3. Assignment Entropy (Diagnostic)

Shannon entropy of read source distribution:

$ \text{entropy}[\text{t}] = -Σ\text{\_sources}( \text{p}[\text{source}] \times \text{log}₂(\text{p}[\text{source}]) ) \text{confidence\_score}[\text{t}] = 1 / (1 + \text{entropy}[\text{t}]) $

Where p[source] is the proportion of transcript t's count from each equivalence class.

Group-Level Metrics (Gene/TE Family)

For a group G with transcripts {t₁, ..., tₙ} and expression counts {c₁, ..., cₙ}:

1. Group Distinguishability

Expression-weighted average of transcript-level holistic scores:

group_distinguishability[G] = Σᵢ(cᵢ × distinguishability_score[tᵢ]) / Σᵢ(cᵢ)

Absolute score of total quantification ambiguity for the gene.

2. Inter-Group Competition

Expression-weighted fraction of ambiguity from external genes:

inter_group_competition[G] = Σᵢ(cᵢ × inter_gene_frac[tᵢ]) / Σᵢ(cᵢ)

Diagnostic value:

  • High (>0.5): "Contamination problem" — ambiguity from paralogs/pseudogenes.
  • Low (<0.5): "Complex splice" — ambiguity from isoform complexity within the gene.

3. Holistic Group External Distinguishability Score

The final, user-facing metric for filtering or weighting in downstream analyses. Synthesizes the total amount of ambiguity within a gene group with the source of that ambiguity (internal vs. external).

Formula:

holistic_group_external_distinguishability[G] =
    (Certain_Fraction × 1.0) + (Ambiguous_Fraction × Ambiguous_External_Distinguishability)

Components:

  • group_weighted_shared_fraction: expression-weighted average of the shared_read_fraction across transcripts — the proportion of the gene's count from ambiguous read classes requiring EM resolution.
  • group_total_abs_intergene_dist: expression-weighted average of ambiguous_fraction_abs_inter_dist — how well the ambiguous reads were distinguished from transcripts in other genes.

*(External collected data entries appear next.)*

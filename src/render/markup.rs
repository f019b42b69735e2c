use std::path::Path;

use crate::document::loader::AnimationDocument;
use crate::engine::animation::LottieAnimation;
use crate::engine::scene::{
    DrawItem, FillRule, FrameScene, ImageSource, LineCap, LineJoin, Paint, TextRun,
};
use crate::foundation::core::{Affine, Canvas, FrameIndex};
use crate::foundation::error::{LottieError, LottieResult};
use crate::render::backend::{
    BackendKind, BackendOpts, MarkupFrame, RenderBackend, RenderedFrame, already_initialized,
};
use crate::render::dom::{Element, MarkupEnvironment, WindowInfo};
use crate::render::fonts::FontRegistry;

const SVG_NS: &str = "http://www.w3.org/2000/svg";
const XLINK_NS: &str = "http://www.w3.org/1999/xlink";

/// Renders frames by rebuilding an SVG tree inside an instance-owned [`MarkupEnvironment`] and
/// serializing it.
pub struct MarkupBackend {
    opts: BackendOpts,
    env: Option<MarkupEnvironment>,
    animation: Option<LottieAnimation>,
    initialized: bool,
}

impl MarkupBackend {
    /// Uninitialized backend.
    pub fn new(opts: BackendOpts) -> Self {
        Self {
            opts,
            env: None,
            animation: None,
            initialized: false,
        }
    }

    /// The instance environment, once ready.
    pub fn environment(&self) -> Option<&MarkupEnvironment> {
        self.env.as_ref()
    }
}

impl RenderBackend for MarkupBackend {
    fn kind(&self) -> BackendKind {
        BackendKind::Markup
    }

    #[tracing::instrument(skip(self, document), fields(width = canvas.width, height = canvas.height))]
    fn initialize(&mut self, document: &AnimationDocument, canvas: Canvas) -> LottieResult<()> {
        if self.initialized {
            return Err(already_initialized(self.kind()));
        }
        self.initialized = true;
        let fonts = FontRegistry::new(self.opts.system_fonts);
        self.env = Some(MarkupEnvironment::new(canvas, fonts));
        self.animation = Some(LottieAnimation::new(document));
        tracing::debug!("markup backend ready");
        Ok(())
    }

    fn render_frame(&mut self, frame: FrameIndex) -> LottieResult<RenderedFrame> {
        let (Some(animation), Some(env)) = (self.animation.as_mut(), self.env.as_mut()) else {
            return Err(LottieError::not_ready(
                "render_frame called before the markup backend is ready",
            ));
        };
        let scene = animation.scene_at(frame);

        let window = env.window();
        let container = env.document_mut();
        container.clear_children();
        container.append(scene_svg(&scene, window));

        Ok(RenderedFrame::Markup(MarkupFrame {
            markup: env.document().inner_html()?,
            width: window.inner_width,
            height: window.inner_height,
            fonts: env.fonts().database(),
        }))
    }

    fn set_font(&mut self, path: &Path) -> LottieResult<String> {
        let (Some(env), Some(animation)) = (self.env.as_mut(), self.animation.as_mut()) else {
            return Err(LottieError::not_ready(
                "set_font called before the markup backend is ready",
            ));
        };
        let family = env.fonts_mut().load_file(path)?;
        animation.set_font_family(Some(family.clone()));
        Ok(family)
    }

    fn dispose(&mut self) {
        if self.env.take().is_some() {
            tracing::debug!("markup backend disposed");
        }
        self.animation = None;
        self.initialized = true;
    }

    fn animation(&self) -> Option<&LottieAnimation> {
        self.animation.as_ref()
    }

    fn animation_mut(&mut self) -> Option<&mut LottieAnimation> {
        self.animation.as_mut()
    }
}

/// Root `<svg>` for a scene: document units in the `viewBox`, stretched over the viewport.
pub(crate) fn scene_svg(scene: &FrameScene, window: WindowInfo) -> Element {
    let mut svg = svg_root(window.inner_width, window.inner_height, scene.width, scene.height);
    for item in &scene.items {
        svg.append(item_element(item));
    }
    svg
}

pub(crate) fn svg_root(width: u32, height: u32, view_w: f64, view_h: f64) -> Element {
    Element::new("svg")
        .attr("xmlns", SVG_NS)
        .attr("xmlns:xlink", XLINK_NS)
        .attr("width", width)
        .attr("height", height)
        .attr("viewBox", format!("0 0 {} {}", num(view_w), num(view_h)))
        .attr("preserveAspectRatio", "none")
}

fn item_element(item: &DrawItem) -> Element {
    match item {
        DrawItem::Path {
            path,
            transform,
            paint,
            opacity,
        } => {
            let mut el = Element::new("path")
                .attr("d", path.to_svg())
                .attr("transform", matrix(*transform));
            match paint {
                Paint::Fill { color, rule } => {
                    el.set_attr("fill", color.css_rgb());
                    if color.a < 255 {
                        el.set_attr("fill-opacity", num(f64::from(color.a) / 255.0));
                    }
                    if *rule == FillRule::EvenOdd {
                        el.set_attr("fill-rule", "evenodd");
                    }
                }
                Paint::Stroke(s) => {
                    el.set_attr("fill", "none");
                    el.set_attr("stroke", s.color.css_rgb());
                    if s.color.a < 255 {
                        el.set_attr("stroke-opacity", num(f64::from(s.color.a) / 255.0));
                    }
                    el.set_attr("stroke-width", num(s.width));
                    el.set_attr(
                        "stroke-linecap",
                        match s.cap {
                            LineCap::Butt => "butt",
                            LineCap::Round => "round",
                            LineCap::Square => "square",
                        },
                    );
                    el.set_attr(
                        "stroke-linejoin",
                        match s.join {
                            LineJoin::Miter => "miter",
                            LineJoin::Round => "round",
                            LineJoin::Bevel => "bevel",
                        },
                    );
                    el.set_attr("stroke-miterlimit", num(s.miter_limit));
                }
            }
            with_opacity(el, *opacity)
        }
        DrawItem::Image {
            source,
            size,
            transform,
            opacity,
        } => {
            let href = match source {
                ImageSource::File(path) => path.to_string_lossy().into_owned(),
                ImageSource::DataUri(uri) => uri.clone(),
            };
            let mut el = Element::new("image")
                .attr("xlink:href", href)
                .attr("preserveAspectRatio", "none")
                .attr("transform", matrix(*transform));
            if let Some((w, h)) = size {
                el.set_attr("width", num(*w));
                el.set_attr("height", num(*h));
            }
            with_opacity(el, *opacity)
        }
        DrawItem::Text(run) => text_element(run, run.transform),
    }
}

/// `<text>` for a run, positioned by `transform`.
pub(crate) fn text_element(run: &TextRun, transform: Affine) -> Element {
    let mut el = Element::new("text")
        .attr("transform", matrix(transform))
        .attr("font-family", &run.font_family)
        .attr("font-size", num(run.font_size))
        .attr("fill", run.color.css_rgb())
        .attr("text-anchor", run.align.svg_anchor())
        .attr("xml:space", "preserve");
    if run.color.a < 255 {
        el.set_attr("fill-opacity", num(f64::from(run.color.a) / 255.0));
    }
    for (i, line) in run.lines.iter().enumerate() {
        el.append(
            Element::new("tspan")
                .attr("x", 0)
                .attr("y", num(i as f64 * run.line_height))
                .text(line.as_str()),
        );
    }
    with_opacity(el, run.opacity)
}

fn with_opacity(mut el: Element, opacity: f64) -> Element {
    if opacity < 1.0 {
        el.set_attr("opacity", num(opacity));
    }
    el
}

fn matrix(a: Affine) -> String {
    let [a, b, c, d, e, f] = a.as_coeffs();
    format!(
        "matrix({} {} {} {} {} {})",
        num(a),
        num(b),
        num(c),
        num(d),
        num(e),
        num(f)
    )
}

/// Compact decimal form (4 fractional digits, no trailing zeros).
fn num(v: f64) -> String {
    let r = (v * 10_000.0).round() / 10_000.0;
    if r == 0.0 { "0".to_string() } else { r.to_string() }
}

#[cfg(test)]
#[path = "../../tests/unit/render/markup.rs"]
mod tests;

This score answers: "How much of this gene's quantification is potentially contaminated by reads from other genes?" A gene with complex internal splicing but no external competitors scores high (reliably quantified). A gene difficult to distinguish from a paralog scores low (potentially unreliable).

Score Range:

  • 1.0: Highly reliable (no ambiguity, or all ambiguity is internal to the gene).
  • 0.0: Highly unreliable (high ambiguity from external gene competition).